Thursday, January 11, 2007

Thursday Poetry and

My computer has been taking a nice little vacation with Apple but it's back now. Just in time for my forthcoming unemployment (last day of work is Tuesday). So it's not surprising that this has not been my best week in recent memory. And the next few probably won't be much better, fun though job hunting is. And right this instant there's a fairly icky looking oreo cake on the television. Does anyone honestly believe you can get a half-way decent 3 course meal for $12.99. I suppose if they do, then they should head to Fridays.

In other news I'm going make these this weekend:

So I might be unemployed but I will at least have a roommate who's happy with me. And can manage it without trekking across town in the cold.
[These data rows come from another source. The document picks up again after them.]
//! Transport selection.
//!
//! Maps the configured kind to a backend, applies the port override while
//! the instance is still exclusively owned, and hands back the shared
//! handle used by both the server role and every client session.

use crate::config::HarnessConfig;
use std::sync::Arc;
use swarmbench_net::{DatagramTransport, Diagnostics, Transport, TransportKind, WebSocketTransport};
use tracing::info;

/// Build and configure the process-wide transport.
pub fn select_transport(
    config: &HarnessConfig,
    diagnostics: Arc<Diagnostics>,
) -> Arc<dyn Transport> {
    let mut transport: Box<dyn Transport> = match config.transport {
        TransportKind::Kcp => Box::new(DatagramTransport::new(diagnostics)),
        TransportKind::Websocket => Box::new(WebSocketTransport::new(diagnostics)),
    };

    if let Some(port) = config.port {
        transport.set_port(port);
    }

    info!(kind = %config.transport, port = ?config.port, "installed transport");
    Arc::from(transport)
}

#[cfg(test)]
mod tests {
    use super::*;
    use crate::args::ArgStore;

    #[test]
    fn kind_follows_configuration() {
        let diagnostics = Arc::new(Diagnostics::default());
        let config =
            HarnessConfig::resolve(&ArgStore::from_line("-transport websocket")).unwrap();
        let transport = select_transport(&config, diagnostics);
        assert_eq!(transport.kind(), TransportKind::Websocket);
    }

    #[test]
    fn default_kind_is_datagram() {
        let diagnostics = Arc::new(Diagnostics::default());
        let config = HarnessConfig::resolve(&ArgStore::from_line("")).unwrap();
        let transport = select_transport(&config, diagnostics);
        assert_eq!(transport.kind(), TransportKind::Kcp);
    }
}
Anyway, on to the poetry...


MY MOTHER ON AN EVENING IN LATE SUMMER
Mark Strand

1
When the moon appears
and a few wind-stricken barns stand out
in the low-domed hills
and shine with a light
that is veiled and dust-filled
and that floats upon the fields,
my mother, with her hair in a bun,
her face in shadow, and the smoke
from their cigarette coiling close
to the faint yellow sheen of her dress,
stands near the house
and watches the seepage of late light
down through the sedges
the last gray islands of cloud
taken from view, and the wind
ruffling the moon's ash-colored coat
on the black bay.

2
Soon the house, with its shades drawn closed, will send
small carpets of lampglow
into the haze and the bay
will begin its loud heaving
and the pines, frayed finials
climbing the hill, will seem to graze
the dim cinders of heaven.
And my mother will stare into the starlanes,
the endless tunnels of nothing,
and as she gazes,
under the hour's spell,
she will think how we yield each night
to the soundless storms of decay
that tear at the folding flesh,
and she will not know
why she is here
or what she is prisoner of
if not the conditions of love that brought her to this.


3
My mother will go indoors
and the fields, the bare stones
will drift in peace, small creatures --
the mouse and the swift -- will sleep
at opposite ends of the house.
Only the cricket will be up,
repeating its one shrill note
to the rotten boards of the porch,
to the rusted screens, to the air, to the rimless dark,
to the sea that keeps to itself.
Why should my mother awake?
The earth is not yet a garden
about to be turned. The stars
are not yet bells that ring
at night for the lost.
It is much too late.

It's about as far from late summer as you can get of course, but there you go.